High above the gleaming ice surface of Boston's FleetCenter, Gord Kluzak (MBA '98) gazes down intently at the fast-paced action between the Boston Bruins and the Pittsburgh Penguins. No ordinary spectator, Kluzak is an Emmy Award–winning TV analyst who, in addition to being an HBS student, also does color commentary for some forty Bruins games a year.
His credentials are impressive: as an 18-year-old, 6' 4", 220-pound defenseman from Saskatchewan, Kluzak was the first player selected overall in the 1982 NHL draft. A recipient of the NHL's Masterton Trophy for dedication, perseverance, and sportsmanship, Kluzak registered an impressive career with the Bruins despite undergoing eleven operations precipitated by a 1984 knee injury. He retired in 1990 and, at age 27, entered Harvard College as a sophomore.
In Kluzak's era a decade ago, the average NHL salary was $150,000. Today, thanks to skilled agents and a powerful players' association, the average player earns $1.1 million. "Because the NHL doesn't have a lucrative, full-season, North America–wide TV contract," explains Kluzak, "steep ticket prices - often beyond the means of ordinary fans - must support those hefty salaries. Sadly, hockey-mad Canada has few cities that can sustain an NHL team economically, so it's losing teams to U.S. cities."
Commenting on the first-time-ever participation of NHL stars on national teams at the 1998 Winter Olympics in Japan, Kluzak says, "I think the Nagano Games will be a great showcase for the NHL. The league will benefit from a surge of interest and support similar to what American hockey experienced after Team USA's hockey gold medal in 1980."

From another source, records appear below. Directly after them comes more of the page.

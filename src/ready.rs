//! Document lifecycle as reported by `document.readyState`.
//!
//! The wasm start function runs after an async fetch and instantiate, so by
//! the time controllers are wired the document may be past the events they
//! would otherwise wait for. Callers check the state first and run at once
//! when the event has already fired.

#[cfg(test)]
#[path = "ready_test.rs"]
mod ready_test;

#[derive(Debug, Clone, Copy, PartialEq, Eq)]
pub enum ReadyState {
    /// Still parsing; `DOMContentLoaded` is pending.
    Loading,
    /// Parsed; subresources may still be loading.
    Interactive,
    /// Window `load` has fired.
    Complete,
}

impl ReadyState {
    /// Map a `readyState` string. Unknown values count as parsed but not loaded.
    #[must_use]
    pub fn from_dom(value: &str) -> Self {
        match value {
            "loading" => Self::Loading,
            "complete" => Self::Complete,
            _ => Self::Interactive,
        }
    }

    /// Whether `DOMContentLoaded` has already fired.
    #[must_use]
    pub fn is_parsed(self) -> bool {
        self != Self::Loading
    }

    /// Whether window `load` has already fired.
    #[must_use]
    pub fn is_loaded(self) -> bool {
        self == Self::Complete
    }
}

Kluzak, who plans a career in investment management, now limits his hockey playing to an occasional pickup game with his young nephews. "Unfortunately," he says, "hockey is the one sport that aggravates my old injury. Fans hear about big contracts but they should remember that careers like mine can be cut short in an instant. These days," he smiles, "the only stickhandling I do is swinging a golf club."